◆ Problem requirements
Transcribe the records that follow, preserving every word.

--------

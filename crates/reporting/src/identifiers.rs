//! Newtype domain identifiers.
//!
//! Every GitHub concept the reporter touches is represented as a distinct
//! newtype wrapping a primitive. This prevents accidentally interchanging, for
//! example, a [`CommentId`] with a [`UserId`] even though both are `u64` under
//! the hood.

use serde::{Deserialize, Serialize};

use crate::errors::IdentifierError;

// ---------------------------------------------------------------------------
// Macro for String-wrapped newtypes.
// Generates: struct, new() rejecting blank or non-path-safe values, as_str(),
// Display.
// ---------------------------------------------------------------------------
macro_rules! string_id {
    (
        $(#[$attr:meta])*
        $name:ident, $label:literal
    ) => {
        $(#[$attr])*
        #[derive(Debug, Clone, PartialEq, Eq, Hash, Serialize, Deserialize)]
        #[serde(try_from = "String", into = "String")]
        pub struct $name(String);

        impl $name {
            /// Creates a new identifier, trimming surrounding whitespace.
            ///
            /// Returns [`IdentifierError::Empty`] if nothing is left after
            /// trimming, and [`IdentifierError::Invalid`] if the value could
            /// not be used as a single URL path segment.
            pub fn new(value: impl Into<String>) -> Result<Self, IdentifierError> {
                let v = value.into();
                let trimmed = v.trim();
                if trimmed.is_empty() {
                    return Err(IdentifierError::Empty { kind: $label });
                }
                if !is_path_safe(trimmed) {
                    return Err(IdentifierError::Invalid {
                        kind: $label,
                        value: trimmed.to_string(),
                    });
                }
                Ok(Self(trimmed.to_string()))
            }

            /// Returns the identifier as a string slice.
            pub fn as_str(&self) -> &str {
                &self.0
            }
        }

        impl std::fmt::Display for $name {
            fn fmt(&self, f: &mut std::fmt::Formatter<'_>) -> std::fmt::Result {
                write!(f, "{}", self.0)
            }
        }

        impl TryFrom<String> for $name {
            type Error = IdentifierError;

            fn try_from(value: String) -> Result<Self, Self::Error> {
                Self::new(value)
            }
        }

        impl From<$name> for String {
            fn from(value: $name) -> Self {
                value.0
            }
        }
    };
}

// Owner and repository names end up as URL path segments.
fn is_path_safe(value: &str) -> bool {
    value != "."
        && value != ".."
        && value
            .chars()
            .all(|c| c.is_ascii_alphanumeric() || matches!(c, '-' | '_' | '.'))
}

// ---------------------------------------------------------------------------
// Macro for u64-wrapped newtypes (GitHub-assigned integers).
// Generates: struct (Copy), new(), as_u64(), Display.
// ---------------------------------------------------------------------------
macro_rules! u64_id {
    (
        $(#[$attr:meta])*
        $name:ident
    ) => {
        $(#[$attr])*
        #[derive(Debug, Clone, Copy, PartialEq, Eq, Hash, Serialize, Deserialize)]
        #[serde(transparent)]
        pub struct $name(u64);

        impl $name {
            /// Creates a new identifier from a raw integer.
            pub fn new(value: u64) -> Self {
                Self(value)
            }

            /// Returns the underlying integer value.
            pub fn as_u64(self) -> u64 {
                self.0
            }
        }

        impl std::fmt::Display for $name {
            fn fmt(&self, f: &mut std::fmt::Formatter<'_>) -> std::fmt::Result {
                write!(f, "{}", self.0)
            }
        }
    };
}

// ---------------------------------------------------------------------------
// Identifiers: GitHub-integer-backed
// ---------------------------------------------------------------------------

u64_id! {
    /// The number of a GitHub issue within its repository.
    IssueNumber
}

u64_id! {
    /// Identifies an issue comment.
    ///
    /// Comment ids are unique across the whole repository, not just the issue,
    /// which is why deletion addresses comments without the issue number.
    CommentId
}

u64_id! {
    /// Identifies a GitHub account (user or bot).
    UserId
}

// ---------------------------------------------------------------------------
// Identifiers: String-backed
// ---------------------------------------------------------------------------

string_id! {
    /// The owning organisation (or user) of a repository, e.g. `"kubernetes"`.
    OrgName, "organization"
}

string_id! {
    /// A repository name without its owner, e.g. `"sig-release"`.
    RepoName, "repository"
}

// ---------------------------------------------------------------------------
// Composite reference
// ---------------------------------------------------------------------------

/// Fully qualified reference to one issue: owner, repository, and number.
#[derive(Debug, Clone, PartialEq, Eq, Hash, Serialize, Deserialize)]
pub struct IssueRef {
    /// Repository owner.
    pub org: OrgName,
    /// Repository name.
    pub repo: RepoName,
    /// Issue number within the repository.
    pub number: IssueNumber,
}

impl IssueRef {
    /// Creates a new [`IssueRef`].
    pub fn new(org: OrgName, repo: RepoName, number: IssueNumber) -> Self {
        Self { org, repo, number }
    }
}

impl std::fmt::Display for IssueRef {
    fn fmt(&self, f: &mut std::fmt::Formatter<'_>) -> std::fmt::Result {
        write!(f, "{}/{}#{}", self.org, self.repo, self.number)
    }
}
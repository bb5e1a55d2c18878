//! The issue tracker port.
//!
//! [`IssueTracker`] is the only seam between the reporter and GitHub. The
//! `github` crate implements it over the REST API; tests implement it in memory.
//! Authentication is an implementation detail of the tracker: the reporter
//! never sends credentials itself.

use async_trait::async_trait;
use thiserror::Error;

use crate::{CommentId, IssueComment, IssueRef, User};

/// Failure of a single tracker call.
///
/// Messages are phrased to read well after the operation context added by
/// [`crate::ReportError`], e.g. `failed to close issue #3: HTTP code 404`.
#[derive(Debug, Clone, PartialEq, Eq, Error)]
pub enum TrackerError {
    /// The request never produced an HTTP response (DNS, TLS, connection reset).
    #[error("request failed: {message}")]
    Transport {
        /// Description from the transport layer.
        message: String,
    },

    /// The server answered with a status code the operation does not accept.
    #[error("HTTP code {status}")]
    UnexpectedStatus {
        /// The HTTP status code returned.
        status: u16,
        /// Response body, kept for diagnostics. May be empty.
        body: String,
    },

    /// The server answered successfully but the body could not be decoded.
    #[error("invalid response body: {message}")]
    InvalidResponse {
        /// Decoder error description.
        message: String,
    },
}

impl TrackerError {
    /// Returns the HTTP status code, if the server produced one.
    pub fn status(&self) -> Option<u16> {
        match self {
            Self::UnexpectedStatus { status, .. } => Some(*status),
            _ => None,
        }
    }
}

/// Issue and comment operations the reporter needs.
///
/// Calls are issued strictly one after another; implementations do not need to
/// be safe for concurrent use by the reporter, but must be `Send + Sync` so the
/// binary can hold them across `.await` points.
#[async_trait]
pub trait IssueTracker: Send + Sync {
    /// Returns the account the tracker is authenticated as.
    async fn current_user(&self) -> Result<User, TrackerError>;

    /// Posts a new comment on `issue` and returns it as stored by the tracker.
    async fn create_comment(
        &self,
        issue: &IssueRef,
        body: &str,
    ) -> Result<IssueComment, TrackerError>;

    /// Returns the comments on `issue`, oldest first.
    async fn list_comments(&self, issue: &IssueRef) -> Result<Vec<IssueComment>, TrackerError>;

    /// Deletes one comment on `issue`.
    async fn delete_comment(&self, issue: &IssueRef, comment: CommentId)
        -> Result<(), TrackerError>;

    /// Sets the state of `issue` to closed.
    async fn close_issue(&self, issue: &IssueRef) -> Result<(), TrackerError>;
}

--------

◆ Output
filename crates/reporting/src/identifiers.rs
//! Newtype domain identifiers.
//!
//! Every GitHub concept the reporter touches is represented as a distinct
//! newtype wrapping a primitive. This prevents accidentally interchanging, for
//! example, a [`CommentId`] with a [`UserId`] even though both are `u64` under
//! the hood.

use serde::{Deserialize, Serialize};

use crate::errors::IdentifierError;

// ---------------------------------------------------------------------------
// Macro for String-wrapped newtypes.
// Generates: struct, new() rejecting blank or non-path-safe values, as_str(),
// Display.
// ---------------------------------------------------------------------------
macro_rules! string_id {
    (
        $(#[$attr:meta])*
        $name:ident, $label:literal
    ) => {
        $(#[$attr])*
        #[derive(Debug, Clone, PartialEq, Eq, Hash, Serialize, Deserialize)]
        #[serde(try_from = "String", into = "String")]
        pub struct $name(String);

        impl $name {
            /// Creates a new identifier, trimming surrounding whitespace.
            ///
            /// Returns [`IdentifierError::Empty`] if nothing is left after
            /// trimming, and [`IdentifierError::Invalid`] if the value could
            /// not be used as a single URL path segment.
            pub fn new(value: impl Into<String>) -> Result<Self, IdentifierError> {
                let v = value.into();
                let trimmed = v.trim();
                if trimmed.is_empty() {
                    return Err(IdentifierError::Empty { kind: $label });
                }
                if !is_path_safe(trimmed) {
                    return Err(IdentifierError::Invalid {
                        kind: $label,
                        value: trimmed.to_string(),
                    });
                }
                Ok(Self(trimmed.to_string()))
            }

            /// Returns the identifier as a string slice.
            pub fn as_str(&self) -> &str {
                &self.0
            }
        }

        impl std::fmt::Display for $name {
            fn fmt(&self, f: &mut std::fmt::Formatter<'_>) -> std::fmt::Result {
                write!(f, "{}", self.0)
            }
        }

        impl TryFrom<String> for $name {
            type Error = IdentifierError;

            fn try_from(value: String) -> Result<Self, Self::Error> {
                Self::new(value)
            }
        }

        impl From<$name> for String {
            fn from(value: $name) -> Self {
                value.0
            }
        }
    };
}

// Owner and repository names end up as URL path segments.
fn is_path_safe(value: &str) -> bool {
    value != "."
        && value != ".."
        && value
            .chars()
            .all(|c| c.is_ascii_alphanumeric() || matches!(c, '-' | '_' | '.'))
}

// ---------------------------------------------------------------------------
// Macro for u64-wrapped newtypes (GitHub-assigned integers).
// Generates: struct (Copy), new(), as_u64(), Display.
// ---------------------------------------------------------------------------
macro_rules! u64_id {
    (
        $(#[$attr:meta])*
        $name:ident
    ) => {
        $(#[$attr])*
        #[derive(Debug, Clone, Copy, PartialEq, Eq, Hash, Serialize, Deserialize)]
        #[serde(transparent)]
        pub struct $name(u64);

        impl $name {
            /// Creates a new identifier from a raw integer.
            pub fn new(value: u64) -> Self {
                Self(value)
            }

            /// Returns the underlying integer value.
            pub fn as_u64(self) -> u64 {
                self.0
            }
        }

        impl std::fmt::Display for $name {
            fn fmt(&self, f: &mut std::fmt::Formatter<'_>) -> std::fmt::Result {
                write!(f, "{}", self.0)
            }
        }
    };
}

// ---------------------------------------------------------------------------
// Identifiers: GitHub-integer-backed
// ---------------------------------------------------------------------------

u64_id! {
    /// The number of a GitHub issue within its repository.
    IssueNumber
}

u64_id! {
    /// Identifies an issue comment.
    ///
    /// Comment ids are unique across the whole repository, not just the issue,
    /// which is why deletion addresses comments without the issue number.
    CommentId
}

u64_id! {
    /// Identifies a GitHub account (user or bot).
    UserId
}

// ---------------------------------------------------------------------------
// Identifiers: String-backed
// ---------------------------------------------------------------------------

string_id! {
    /// The owning organisation (or user) of a repository, e.g. `"kubernetes"`.
    OrgName, "organization"
}

string_id! {
    /// A repository name without its owner, e.g. `"sig-release"`.
    RepoName, "repository"
}

// ---------------------------------------------------------------------------
// Composite reference
// ---------------------------------------------------------------------------

/// Fully qualified reference to one issue: owner, repository, and number.
#[derive(Debug, Clone, PartialEq, Eq, Hash, Serialize, Deserialize)]
pub struct IssueRef {
    /// Repository owner.
    pub org: OrgName,
    /// Repository name.
    pub repo: RepoName,
    /// Issue number within the repository.
    pub number: IssueNumber,
}

impl IssueRef {
    /// Creates a new [`IssueRef`].
    pub fn new(org: OrgName, repo: RepoName, number: IssueNumber) -> Self {
        Self { org, repo, number }
    }
}

impl std::fmt::Display for IssueRef {
    fn fmt(&self, f: &mut std::fmt::Formatter<'_>) -> std::fmt::Result {
        write!(f, "{}/{}#{}", self.org, self.repo, self.number)
    }
}
repository bb5e1a55d2c18878
//! The issue tracker port.
//!
//! [`IssueTracker`] is the only seam between the reporter and GitHub. The
//! `github` crate implements it over the REST API; tests implement it in memory.
//! Authentication is an implementation detail of the tracker: the reporter
//! never sends credentials itself.

use async_trait::async_trait;
use thiserror::Error;

use crate::{CommentId, IssueComment, IssueRef, User};

/// Failure of a single tracker call.
///
/// Messages are phrased to read well after the operation context added by
/// [`crate::ReportError`], e.g. `failed to close issue #3: HTTP code 404`.
#[derive(Debug, Clone, PartialEq, Eq, Error)]
pub enum TrackerError {
    /// The request never produced an HTTP response (DNS, TLS, connection reset).
    #[error("request failed: {message}")]
    Transport {
        /// Description from the transport layer.
        message: String,
    },

    /// The server answered with a status code the operation does not accept.
    #[error("HTTP code {status}")]
    UnexpectedStatus {
        /// The HTTP status code returned.
        status: u16,
        /// Response body, kept for diagnostics. May be empty.
        body: String,
    },

    /// The server answered successfully but the body could not be decoded.
    #[error("invalid response body: {message}")]
    InvalidResponse {
        /// Decoder error description.
        message: String,
    },
}

impl TrackerError {
    /// Returns the HTTP status code, if the server produced one.
    pub fn status(&self) -> Option<u16> {
        match self {
            Self::UnexpectedStatus { status, .. } => Some(*status),
            _ => None,
        }
    }
}

/// Issue and comment operations the reporter needs.
///
/// Calls are issued strictly one after another; implementations do not need to
/// be safe for concurrent use by the reporter, but must be `Send + Sync` so the
/// binary can hold them across `.await` points.
#[async_trait]
pub trait IssueTracker: Send + Sync {
    /// Returns the account the tracker is authenticated as.
    async fn current_user(&self) -> Result<User, TrackerError>;

    /// Posts a new comment on `issue` and returns it as stored by the tracker.
    async fn create_comment(
        &self,
        issue: &IssueRef,
        body: &str,
    ) -> Result<IssueComment, TrackerError>;

    /// Returns the comments on `issue`, oldest first.
    async fn list_comments(&self, issue: &IssueRef) -> Result<Vec<IssueComment>, TrackerError>;

    /// Deletes one comment on `issue`.
    async fn delete_comment(&self, issue: &IssueRef, comment: CommentId)
        -> Result<(), TrackerError>;

    /// Sets the state of `issue` to closed.
    async fn close_issue(&self, issue: &IssueRef) -> Result<(), TrackerError>;
}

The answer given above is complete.